Pharmacology and pharmacokinetics of milnacipran

Milnacipran is a dual-action antidepressant drug with equivalent inhibitory action at noradrenaline and serotonin neuronal reuptake systems. This dual action has been demonstrated in vitro and in vivo in experimental animals, and ex vivo in man. Milnacipran has no relevant affinity for any neurotransmitter receptor studied, in particular postsynaptic adrenergic, muscarinic and histamine receptors, and is therefore expected to be devoid of the prominent side-effects of many earlier antidepressants. Studies in human volunteers have not demonstrated any impact of milnacipran on cognitive function, consistent with its lack of anticholinergic properties. These pharmacodynamic properties are well preserved in vivo in humans, because milnacipran is only metabolized to a limited extent, and therefore circulates in the body principally as the unchanged parent drug, which is the only pharmacologically active compound at clinical doses.

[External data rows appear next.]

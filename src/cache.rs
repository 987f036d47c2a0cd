//! Bounded cache of remotely fetched templates.
//!
//! Entries map a template key to the locale/template pairs fetched for
//! it. The cache is bounded by entry count and per-entry age; expired
//! entries evict on read. Writes merge: new locales add, existing
//! locales overwrite, and the entry's age resets.

use std::collections::HashMap;
use std::num::NonZeroUsize;
use std::sync::{Mutex, MutexGuard};
use std::time::{Duration, Instant};

use lru::LruCache;

/// Default maximum entry count.
pub const DEFAULT_MAX_ENTRIES: usize = 500;
/// Default per-entry time to live.
pub const DEFAULT_MAX_AGE: Duration = Duration::from_secs(60 * 60);

/// Cache sizing knobs.
#[derive(Debug, Clone, PartialEq, Eq)]
pub struct CacheConfig {
    /// Maximum number of keys retained.
    pub max: NonZeroUsize,
    /// Per-entry time to live.
    pub max_age: Duration,
}

impl Default for CacheConfig {
    fn default() -> Self {
        Self {
            max: NonZeroUsize::new(DEFAULT_MAX_ENTRIES).expect("default capacity is non-zero"),
            max_age: DEFAULT_MAX_AGE,
        }
    }
}

#[derive(Debug, Clone)]
struct CacheEntry {
    fetched_at: Instant,
    templates: HashMap<String, String>,
}

/// LRU + TTL map from template key to `locale -> template`.
#[derive(Debug)]
pub struct TemplateCache {
    entries: Mutex<LruCache<String, CacheEntry>>,
    max_age: Duration,
}

impl TemplateCache {
    /// Build a cache from configuration.
    #[must_use]
    pub fn new(config: &CacheConfig) -> Self {
        Self {
            entries: Mutex::new(LruCache::new(config.max)),
            max_age: config.max_age,
        }
    }

    /// Fetch the cached locales for `key`, filtered to `locales`.
    ///
    /// An empty filter returns every known locale. Returns `None` when
    /// the key is absent or its entry has outlived the TTL.
    #[must_use]
    pub fn get(&self, key: &str, locales: &[String]) -> Option<HashMap<String, String>> {
        let mut guard = self.lock_entries();
        let entry = guard.get(key)?;
        if entry.fetched_at.elapsed() > self.max_age {
            guard.pop(key);
            return None;
        }
        if locales.is_empty() {
            return Some(entry.templates.clone());
        }
        Some(
            entry
                .templates
                .iter()
                .filter(|(locale, _)| locales.contains(locale))
                .map(|(locale, template)| (locale.clone(), template.clone()))
                .collect(),
        )
    }

    /// Merge locale/template pairs into the entry for `key`.
    ///
    /// Resets the entry's recency and age.
    pub fn set(&self, key: &str, templates: HashMap<String, String>) {
        let mut guard = self.lock_entries();
        let merged = match guard.pop(key) {
            Some(mut entry) => {
                entry.templates.extend(templates);
                entry.templates
            }
            None => templates,
        };
        guard.put(
            key.to_owned(),
            CacheEntry {
                fetched_at: Instant::now(),
                templates: merged,
            },
        );
    }

    fn lock_entries(&self) -> MutexGuard<'_, LruCache<String, CacheEntry>> {
        match self.entries.lock() {
            Ok(guard) => guard,
            Err(poisoned) => poisoned.into_inner(),
        }
    }
}

impl Default for TemplateCache {
    fn default() -> Self {
        Self::new(&CacheConfig::default())
    }
}
//! Kotoba core library.
//!
//! This library walks arbitrary JSON-like trees, resolves embedded
//! `{"@translate": {...}}` nodes against a locale catalog, and fronts a
//! remote template store with a bounded in-process cache.

pub mod cache;
pub mod catalog;
pub mod engine;
pub mod format;
pub mod interpolate;
pub mod loader;
pub mod locale;
pub mod logging;
pub mod node;
pub mod plural;
pub mod translator;
pub mod walker;

pub use engine::{Engine, EngineConfig};
pub use loader::{Loader, LoaderConfig, RemoteStore};
pub use node::build_translate_node;
pub use translator::Translator;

The pharmacokinetic profile of milnacipran is characterized by rapid absorption, high bioavailability, low protein binding, and rapid elimination, both by hepatic glucuronidation and renal excretion. This gives milnacipran certain pharmacokinetic advantages, such as low inter-individual variation in plasma levels, low potential for drug interactions, and limited impact on hepatic cytochrome P450 systems. These pharmacokinetic properties differentiate milnacipran from most other antidepressant drugs and contribute to the good safety profile of milnacipran and allow it to be used simply and flexibly in clinical practice.